A last word on the macro picture.  China is in a very similar position to the United States before the first Great Depression.  I don’t make predictions; it is a fact.  In the late 1920’s, the United States had tremendous currency (gold) reserves gained from selling goods into post-WWI Europe.  After the Dawes plan, a good portion of the European economy was financed by the US and the US kept the party going in Europe to keep the European markets primed for American goods.  America was the great exporter to the world and owned Europe’s debt obligations.  When things went sour the European debt obligations went bad and the US had few policy options at its disposal – under the gold standard it was hard to devalue the currency to promote exports, so trade restrictions were put in place (as China is pondering at the moment).  Furthermore, the US spent a ton of money on infrastructure and other projects with limited effect (the New Deal worked, sort of and it took a really long time).  The reason for this was that as a net exporter, the productive capacity of the US was far greater than what the US needed for its consumers (i.e. the US was producing for consumers at home and abroad).  So when investments were made and productive capacity was further expanded for consumers that didn’t exist, it wasn’t very effective in driving growth.  Today, China can go with the Obama plan and build productive capacity, but it means something very different in the US than in China.  In China, it would mean expanding infrastructure and production for economic reasons that don’t exist.  The 1930’s were not actually that bad times in Europe.  While recessions were strong enough to lead to the rise of fascism, the economies were well underway in the early 1930’s as government spending increased production to meet consumption levels and bad debts were held abroad anyway.  In retrospect, economists look at the US policymakers in the 1930’s and say “What idiots!”, but in fact the policy choices in a depression that a net exporter has to make are much, much harder than those a net importer has to make (i.e. print money and make the net exporter pay for it).

2)                  The Chinese property market is in disarray.  For comparison purposes, it employs about 70 million people, which is about half of the US workforce.  There are a host of reasons for this.  To cite one example, here in Beijing, many buildings stand empty because ex-pat Chinese bought (long-term leased) apartments as a way to play the RMB appreciation with less restrictions than a bank account would.  When the RMB appreciated a few percent a month, it didn’t matter whether the apartment was occupied or not since its value was growing so rapidly.  Now that the RMB has been flat for 6 months and capital is going to safer places, everyone is selling.

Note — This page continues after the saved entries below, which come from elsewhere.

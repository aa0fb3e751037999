//! Async boundary of the catalog browser.
//!
//! The browsing engine itself is synchronous. This crate connects it to
//! the outside world:
//!
//! - `source/` - the [`RecordSource`] contract plus in-memory and JSON-file
//!   implementations
//! - `session.rs` - [`ListingSession`]: fetch/refresh with graceful
//!   degradation, optimistic field writes, debounced search on a Tokio timer
//! - `timer.rs` - [`SearchTimer`], one cancellable sleep per keystroke
//! - `error.rs` - [`SourceError`] with user-facing messages

mod error;
mod session;
pub mod source;
mod timer;

pub use error::{Result, SourceError};
pub use session::ListingSession;
pub use source::{JsonFileSource, MemorySource, RecordSource, load_records, save_records};
pub use timer::SearchTimer;
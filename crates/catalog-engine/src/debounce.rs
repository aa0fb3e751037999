//! Debounced search input.
//!
//! The raw query follows every keystroke so the input box stays responsive.
//! The committed query, which drives filtering, only changes once the user
//! has stopped typing for the quiet interval.
//!
//! A keystroke schedules a commit and hands back a [`CommitTicket`]. Hosts
//! either poll with the current time or run a timer per ticket and report
//! it back through [`SearchDebouncer::commit_ticket`]. Each keystroke
//! replaces the pending ticket, so a timer that fires for an older one is
//! ignored: the last keystroke before the quiet interval always wins.

use std::time::{Duration, Instant};

use catalog_model::DebounceConfig;
use tracing::trace;

/// Identifies one scheduled commit.
#[derive(Debug, Clone, Copy, PartialEq, Eq, Hash)]
pub struct CommitTicket(u64);

#[derive(Debug, Clone, Copy)]
struct PendingCommit {
    ticket: CommitTicket,
    deadline: Instant,
}

/// Raw/committed search text with at most one pending commit.
#[derive(Debug, Clone)]
pub struct SearchDebouncer {
    raw: String,
    committed: String,
    pending: Option<PendingCommit>,
    next_ticket: u64,
    quiet: Duration,
}

impl Default for SearchDebouncer {
    fn default() -> Self {
        Self::new(DebounceConfig::default())
    }
}

impl SearchDebouncer {
    pub fn new(config: DebounceConfig) -> Self {
        Self {
            raw: String::new(),
            committed: String::new(),
            pending: None,
            next_ticket: 0,
            quiet: config.quiet(),
        }
    }

    #[inline]
    pub fn raw(&self) -> &str {
        &self.raw
    }

    #[inline]
    pub fn committed(&self) -> &str {
        &self.committed
    }

    pub fn quiet(&self) -> Duration {
        self.quiet
    }

    pub fn is_pending(&self) -> bool {
        self.pending.is_some()
    }

    /// When the pending commit fires, if there is one.
    pub fn deadline(&self) -> Option<Instant> {
        self.pending.map(|p| p.deadline)
    }

    /// Record a keystroke: update the raw text now and reschedule the commit.
    pub fn on_keystroke(&mut self, raw: &str, now: Instant) -> CommitTicket {
        self.raw.clear();
        self.raw.push_str(raw);
        self.next_ticket += 1;
        let ticket = CommitTicket(self.next_ticket);
        self.pending = Some(PendingCommit {
            ticket,
            deadline: now + self.quiet,
        });
        trace!(ticket = ticket.0, "search commit scheduled");
        ticket
    }

    /// Commit if the pending deadline has passed.
    pub fn poll(&mut self, now: Instant) -> Option<&str> {
        match self.pending {
            Some(pending) if now >= pending.deadline => Some(self.commit()),
            _ => None,
        }
    }

    /// Commit on behalf of a timer. Stale tickets do nothing.
    pub fn commit_ticket(&mut self, ticket: CommitTicket) -> Option<&str> {
        match self.pending {
            Some(pending) if pending.ticket == ticket => Some(self.commit()),
            _ => {
                trace!(ticket = ticket.0, "ignoring stale search commit");
                None
            }
        }
    }

    /// Commit the pending text immediately, e.g. when Enter is pressed.
    pub fn flush(&mut self) -> Option<&str> {
        if self.pending.is_some() {
            Some(self.commit())
        } else {
            None
        }
    }

    /// Empty both texts and drop any pending commit.
    pub fn clear(&mut self) {
        self.raw.clear();
        self.committed.clear();
        self.pending = None;
    }

    fn commit(&mut self) -> &str {
        self.pending = None;
        self.committed.clone_from(&self.raw);
        &self.committed
    }
}
//! Error types for browsing operations.

use catalog_model::{ModelError, RecordId};
use thiserror::Error;

/// Errors from engine operations.
///
/// None of these leave the engine in an inconsistent state: an operation
/// that fails has not changed anything.
#[derive(Debug, Clone, PartialEq, Eq, Error)]
pub enum CatalogError {
    /// The listing schema declares no such facet.
    #[error("unknown facet: {0}")]
    UnknownFacet(String),
    /// No record with this id is in the collection.
    #[error("record not found: {0}")]
    UnknownRecord(RecordId),
    /// The field holds a non-integer value and cannot be incremented.
    #[error("field '{field}' of record {id} is not a counter")]
    NotACounter { id: RecordId, field: String },
    #[error(transparent)]
    Model(#[from] ModelError),
}

pub type Result<T> = std::result::Result<T, CatalogError>;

3)                  On to the US.  I found a great graph, which is attached.  I didn’t come up with this, but it represents a turkey’s daily estimate of the probability of its own survival into the next day – starting on the left with its birth, every day that passes and it is fed, it becomes more confident that it will survive to see tomorrow.  That lasts all the way up until Thanksgiving, ironically, the day that it thinks it is most likely to survive.  The day after Thanksgiving, its probability of survival is 0.  Of course, this is a parable, the graph is a common representation of a group of people taking risk.  In this case, the data is the extension of mortgages in the US.  A similar graph can be constructed for commercial and industrial loans in the US.  These loans make up about 25% of the US banking balance sheet, have very low recovery rates when things go bad, usually cause banking crises and have yet to go bad in this economic cycle…until December.  December saw a substantial contraction of C&I lending.  This is a problem because these are loans to businesses, so they support employment and the making of stuff.  Plus, the reason that a bank would contract its lending is that its existing book of loans is starting to perform very poorly…Meanwhile, back at the ranch, in the public markets, the VIX (often called the “fear index” (a higher number means more fear)) has been dropping rapidly.  Since late November, investors have been becoming more sanguine about their prospects for survival for another day.  Every day that has passed has brought good news of bailouts and Obamarama to fill the Christmas news-void.  Odd isn’t it?

View from the Bottom #3

View from the Bottom #2

View from the Bottom #1

View from the Bottom #3

In Uncategorized on February 5, 2010 at 5:34 pm

December 6, 2008

The real time data on the US supply chain continues to contract in early December at an accelerating pace from November, so the January data on December that the US Census, Fed, etc…put out will be more bad turning to worse.  Most Wall Street economists still predict high single digits unemployment, while the real time data still makes double-digit unemployment a done deal.  The data on C&I lending also indicates that this collapse is well on its way.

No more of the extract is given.